AIM OF THE TASK:
Find the line containing "self.push(TokenKind::Punct, start);" in the entries below. Restate it and each line after it, word for word, up to and including the line containing "while depth >".

*** PROVIDED DATA Section Begins ***

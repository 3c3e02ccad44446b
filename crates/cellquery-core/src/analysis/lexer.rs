//! Just enough of a Rhai lexer to find identifiers.
//!
//! Comments and literal contents are skipped. Interpolations inside
//! backtick strings are lexed as if they were parenthesized expressions.

use super::AnalysisError;

#[derive(Clone, Copy, Debug, PartialEq, Eq)]
pub enum TokenKind {
    Ident,
    Number,
    Str,
    Punct,
}

#[derive(Clone, Debug, PartialEq, Eq)]
pub struct Token {
    pub kind: TokenKind,
    pub text: String,
    /// Byte offset in the source.
    pub offset: usize,
}

impl Token {
    pub fn is_punct(&self, p: &str) -> bool {
        self.kind == TokenKind::Punct && self.text == p
    }

    pub fn is_ident(&self) -> bool {
        self.kind == TokenKind::Ident
    }

    /// True for tokens after which a `|` is a binary operator.
    pub fn ends_value(&self) -> bool {
        match self.kind {
            TokenKind::Ident => {
                !super::scope::is_keyword(&self.text)
                    || matches!(self.text.as_str(), "this" | "true" | "false")
            }
            TokenKind::Number | TokenKind::Str => true,
            TokenKind::Punct => matches!(self.text.as_str(), ")" | "]" | "}"),
        }
    }
}

// Longest first.
const MULTI_PUNCT: &[&str] = &[
    "..=", "**=", "<<=", ">>=", "::", "?.", "?[", "??", "=>", "==", "!=", "<=", ">=", "&&", "||",
    "..", "+=", "-=", "*=", "/=", "%=", "&=", "|=", "^=", "**", "<<", ">>",
];

pub fn tokenize(src: &str) -> Result<Vec<Token>, AnalysisError> {
    let mut lexer = Lexer {
        src,
        chars: src.char_indices().collect(),
        pos: 0,
        tokens: Vec::new(),
    };
    lexer.run(false)?;
    Ok(lexer.tokens)
}

struct Lexer<'a> {
    src: &'a str,
    chars: Vec<(usize, char)>,
    pos: usize,
    tokens: Vec<Token>,
}

impl Lexer<'_> {
    fn peek(&self) -> Option<char> {
        self.chars.get(self.pos).map(|&(_, c)| c)
    }

    fn peek_at(&self, ahead: usize) -> Option<char> {
        self.chars.get(self.pos + ahead).map(|&(_, c)| c)
    }

    fn offset(&self) -> usize {
        self.chars
            .get(self.pos)
            .map(|&(o, _)| o)
            .unwrap_or(self.src.len())
    }

    fn push(&mut self, kind: TokenKind, start: usize) {
        let text = self.src[start..self.offset()].to_string();
        self.tokens.push(Token {
            kind,
            text,
            offset: start,
        });
    }

    fn push_synthetic(&mut self, text: &str, offset: usize) {
        self.tokens.push(Token {
            kind: TokenKind::Punct,
            text: text.to_string(),
            offset,
        });
    }

    /// Lex until the end of input, or when `in_interpolation` until the `}`
    /// closing the current `${`.
    fn run(&mut self, in_interpolation: bool) -> Result<(), AnalysisError> {
        let mut braces = 0usize;
        while let Some(c) = self.peek() {
            let start = self.offset();
            match c {
                c if c.is_whitespace() => self.pos += 1,
                '/' if self.peek_at(1) == Some('/') => {
                    while self.peek().is_some_and(|c| c != '\n') {
                        self.pos += 1;
                    }
                }
                '/' if self.peek_at(1) == Some('*') => self.block_comment(start)?,
                '"' => {
                    self.quoted('"', start, "string")?;
                    self.push(TokenKind::Str, start);
                }
                '\'' => {
                    self.quoted('\'', start, "character literal")?;
                    self.push(TokenKind::Str, start);
                }
                '`' => self.backtick(start)?,
                c if c.is_ascii_digit() => {
                    self.number();
                    self.push(TokenKind::Number, start);
                }
                c if c.is_alphabetic() || c == '_' => {
                    while self.peek().is_some_and(|c| c.is_alphanumeric() || c == '_') {
                        self.pos += 1;
                    }
                    self.push(TokenKind::Ident, start);
                }
                '}' if in_interpolation && braces == 0 => {
                    self.pos += 1;
                    return Ok(());
                }
                _ => {
                    if c == '{' {
                        braces += 1;
                    } else if c == '}' {
                        braces = braces.saturating_sub(1);
                    }
                    self.punct();
                    self.push(TokenKind::Punct, start);
                }
            }
        }
        if in_interpolation {
            return Err(AnalysisError::Unterminated {
                what: "string interpolation",
                offset: self.src.len(),
            });
        }
        Ok(())
    }

    fn block_comment(&mut self, start: usize) -> Result<(), AnalysisError> {
        self.pos += 2;
        let mut depth = 1usize;
        while depth > 0 {
            match (self.peek(), self.peek_at(1)) {
                (Some('/'), Some('*')) => {
                    depth += 1;
                    self.pos += 2;
                }
                (Some('*'), Some('/')) => {
                    depth -= 1;
                    self.pos += 2;
                }
                (Some(_), _) => self.pos += 1,
                (None, _) => {
                    return Err(AnalysisError::Unterminated {
                        what: "block comment",
                        offset: start,
                    });
                }
            }
        }
        Ok(())
    }

    fn quoted(&mut self, quote: char, start: usize, what: &'static str) -> Result<(), AnalysisError> {
        self.pos += 1;
        loop {
            match self.peek() {
                Some('\\') => self.pos += 2,
                Some(c) if c == quote => {
                    self.pos += 1;
                    return Ok(());
                }
                Some(_) => self.pos += 1,
                None => return Err(AnalysisError::Unterminated { what, offset: start }),
            }
        }
    }

    fn backtick(&mut self, start: usize) -> Result<(), AnalysisError> {
        self.pos += 1;
        let mut segment = start;
        loop {
            match (self.peek(), self.peek_at(1)) {
                (Some('`'), _) => {
                    self.pos += 1;
                    self.push(TokenKind::Str, segment);
                    return Ok(());
                }
                (Some('$'), Some('{')) => {
                    self.push(TokenKind::Str, segment);
                    let open = self.offset();
                    self.pos += 2;
                    self.push_synthetic("(", open);
                    self.run(true)?;
                    self.push_synthetic(")", self.offset());
                    segment = self.offset();
                }
                (Some(_), _) => self.pos += 1,
                (None, _) => {
                    return Err(AnalysisError::Unterminated {
                        what: "string",
                        offset: start,
                    });
                }
            }
        }
    }

    fn number(&mut self) {
        while self.peek().is_some_and(|c| c.is_alphanumeric() || c == '_') {
            self.pos += 1;
        }
        if self.peek() == Some('.') && self.peek_at(1).is_some_and(|c| c.is_ascii_digit()) {
            self.pos += 1;
            while self.peek().is_some_and(|c| c.is_alphanumeric() || c == '_') {
                self.pos += 1;
            }
            // Exponent sign, as in `1.5e-3`.
            if matches!(self.peek(), Some('-') | Some('+'))
                && self.after_exponent_marker()
                && self.peek_at(1).is_some_and(|c| c.is_ascii_digit())
            {
                self.pos += 1;
                while self.peek().is_some_and(|c| c.is_ascii_digit()) {
                    self.pos += 1;
                }
            }
        }
    }

    fn after_exponent_marker(&self) -> bool {
        self.pos > 0 && matches!(self.chars[self.pos - 1].1, 'e' | 'E')
    }

    fn punct(&mut self) {
        let rest = &self.src[self.offset()..];
        let len = MULTI_PUNCT
            .iter()
            .find(|p| rest.starts_with(**p))
            .map(|p| p.chars().count())
            .unwrap_or(1);
        self.pos += len;
    }
}

#[cfg(test)]
mod tests {
    use super::*;

    fn texts(src: &str) -> Vec<String> {
        tokenize(src).unwrap().into_iter().map(|t| t.text).collect()
    }

    #[test]
    fn skips_comments_and_literal_contents() {
        let tokens = tokenize("a /* b /* nested */ c */ + \"d.cell\" // e\n + 'f'").unwrap();
        let idents: Vec<_> = tokens.iter().filter(|t| t.is_ident()).map(|t| t.text.as_str()).collect();
        assert_eq!(idents, vec!["a"]);
    }

    #[test]
    fn multi_char_operators_and_ranges() {
        assert_eq!(texts("x?.y ?? 0..=3"), vec!["x", "?.", "y", "??", "0", "..=", "3"]);
        assert_eq!(texts("1.5 + t.0"), vec!["1.5", "+", "t", ".", "0"]);
    }

    #[test]
    fn interpolations_are_lexed() {
        let toks = texts("`Hi ${name.first} and ${ #{a: 1}.a }!`");
        assert!(toks.contains(&"name".to_string()));
        assert!(toks.contains(&"first".to_string()));
        assert_eq!(toks.iter().filter(|t| *t == "(").count(), 2);
    }

    #[test]
    fn unterminated_literals_fail() {
        assert!(matches!(
            tokenize("\"abc"),
            Err(AnalysisError::Unterminated { what: "string", .. })
        ));
        assert!(tokenize("/* x").is_err());
        assert!(tokenize("`a ${b").is_err());
    }
}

*** PROVIDED DATA Section Ends ***

COMPLETED TASK:
                    self.push(TokenKind::Punct, start);
                }
            }
        }
        if in_interpolation {
            return Err(AnalysisError::Unterminated {
                what: "string interpolation",
                offset: self.src.len(),
            });
        }
        Ok(())
    }

    fn block_comment(&mut self, start: usize) -> Result<(), AnalysisError> {
        self.pos += 2;
        let mut depth = 1usize;
        while depth > 0 {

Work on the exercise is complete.